New Federal Funding Could Improve Opioid Use Disorder Treatment in Correction Facilities
Late last year, the streaming platform Hulu aired the critically-acclaimed 8-part drama miniseries “Dopesick.” The show is based on a non-fiction book about America’s opioid addiction crisis, Oxycodone, and the pharmaceutical company that has promulgated its devastating impact on unsuspecting patients and their physicians.

“Dopesick” tracks the lives of those impacted by the drug. In doing so, the program drew national attention to the dangers of Oxycodone abuse. It also showed the undeniable connection between Opioid Use Disorder (OUD) and criminal conduct. For some, the program brought light to this shocking epidemic.
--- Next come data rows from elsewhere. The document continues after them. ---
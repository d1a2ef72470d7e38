// SPDX-License-Identifier: GPL-3.0-or-later
// Copyright 2026 Tobias Sarnowski

//! Physical address type.
//!
//! Only physical addresses ever cross the core boundary: each core maps the
//! PPM at its own virtual address, so a virtual address is meaningless to the
//! peer.

use core::fmt;

/// A physical memory address as seen by both cores.
///
/// Stored as `u64` on the host, but the RTOS peer is a 32-bit core, so every
/// address sent over the wire must fit in 32 bits (see [`Paddr::to_wire`]).
#[derive(Clone, Copy, PartialEq, Eq, PartialOrd, Ord, Hash, Default)]
#[repr(transparent)]
pub struct Paddr(u64);

impl Paddr {
    /// Create a new physical address.
    #[inline]
    #[must_use]
    pub const fn new(addr: u64) -> Self {
        Self(addr)
    }

    /// Create a null (zero) physical address.
    #[inline]
    #[must_use]
    pub const fn null() -> Self {
        Self(0)
    }

    /// Check if this is a null address.
    #[inline]
    #[must_use]
    pub const fn is_null(self) -> bool {
        self.0 == 0
    }

    /// Get the raw address value.
    #[inline]
    #[must_use]
    pub const fn as_u64(self) -> u64 {
        self.0
    }

    /// Add an offset to this address.
    #[inline]
    #[must_use]
    pub const fn add(self, offset: u64) -> Self {
        Self(self.0.wrapping_add(offset))
    }

    /// Calculate the difference between two addresses.
    #[inline]
    #[must_use]
    pub const fn diff(self, other: Self) -> u64 {
        self.0.wrapping_sub(other.0)
    }

    /// Align this address up to the given alignment.
    ///
    /// Returns `None` if alignment is zero or not a power of two.
    #[inline]
    #[must_use]
    pub const fn align_up(self, alignment: u64) -> Option<Self> {
        if !alignment.is_power_of_two() {
            return None;
        }
        let mask = alignment - 1;
        Some(Self((self.0.wrapping_add(mask)) & !mask))
    }

    /// Check if this address is aligned to the given alignment.
    ///
    /// Returns `None` if alignment is zero or not a power of two.
    #[inline]
    #[must_use]
    pub const fn is_aligned(self, alignment: u64) -> Option<bool> {
        if !alignment.is_power_of_two() {
            return None;
        }
        Some((self.0 & (alignment - 1)) == 0)
    }

    /// Encode for a 32-bit wire field.
    ///
    /// Returns `None` if the address is not reachable by the 32-bit peer.
    #[inline]
    #[must_use]
    pub const fn to_wire(self) -> Option<u32> {
        if self.0 > u32::MAX as u64 {
            return None;
        }
        Some(self.0 as u32)
    }

    /// Decode from a 32-bit wire field.
    #[inline]
    #[must_use]
    pub const fn from_wire(raw: u32) -> Self {
        Self(raw as u64)
    }
}

impl fmt::Debug for Paddr {
    fn fmt(&self, f: &mut fmt::Formatter<'_>) -> fmt::Result {
        write!(f, "Paddr({:#x})", self.0)
    }
}

impl fmt::Display for Paddr {
    fn fmt(&self, f: &mut fmt::Formatter<'_>) -> fmt::Result {
        write!(f, "{:#x}", self.0)
    }
}

#[cfg(test)]
mod tests {
    #![allow(clippy::unwrap_used, clippy::expect_used)]

    use super::*;

    #[test]
    fn wire_encoding_rejects_high_addresses() {
        assert_eq!(Paddr::new(0x8000_0000).to_wire(), Some(0x8000_0000));
        assert_eq!(Paddr::new(0x1_0000_0000).to_wire(), None);
        assert_eq!(Paddr::from_wire(0x1234), Paddr::new(0x1234));
    }

    #[test]
    fn alignment() {
        let addr = Paddr::new(0x1001);
        assert_eq!(addr.align_up(0x20), Some(Paddr::new(0x1020)));
        assert_eq!(addr.is_aligned(0x20), Some(false));
        assert_eq!(addr.align_up(3), None);
        assert_eq!(Paddr::new(0x1020).is_aligned(0x20), Some(true));
    }

    #[test]
    fn arithmetic() {
        let base = Paddr::new(0x1000);
        assert_eq!(base.add(0x20).diff(base), 0x20);
        assert!(Paddr::null().is_null());
        assert_eq!(std::format!("{base}"), "0x1000");
    }
}
// SPDX-License-Identifier: GPL-3.0-or-later
// Copyright 2026 Tobias Sarnowski

//! Protocol clients the Linux core runs over RPMSG.
//!
//! - [`ambafs`]: the remote filesystem client (namespace operations,
//!   paginated listings, quick-stat revalidation)
//! - [`linkctrl`]: hibernation, suspend and memory-map coordination
//!
//! Both sit on the endpoint traits in [`transport`]. With the `mock`
//! feature, the transport module also provides in-process RTOS peers.

pub mod ambafs;
pub mod linkctrl;
pub mod transport;

pub use ambafs::{FsClient, FsConfig, FsError};
pub use linkctrl::{LinkCtrl, LinkCtrlError, LinkCtrlHooks};
pub use transport::{Channel, RemoteCall, TransportError};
For others, the information was another reminder of the prevalence of opioid addiction and its inseparable connection with the criminal justice system.

According to a report published in the Health and Justice Journal, 2016 survey evidence revealed that 1 in 4 people with an OUD had contact with some part of the criminal justice system in the preceding year. The data also showed that those with criminal justice system involvement had significantly higher rates of OUD than those without criminal justice involvement.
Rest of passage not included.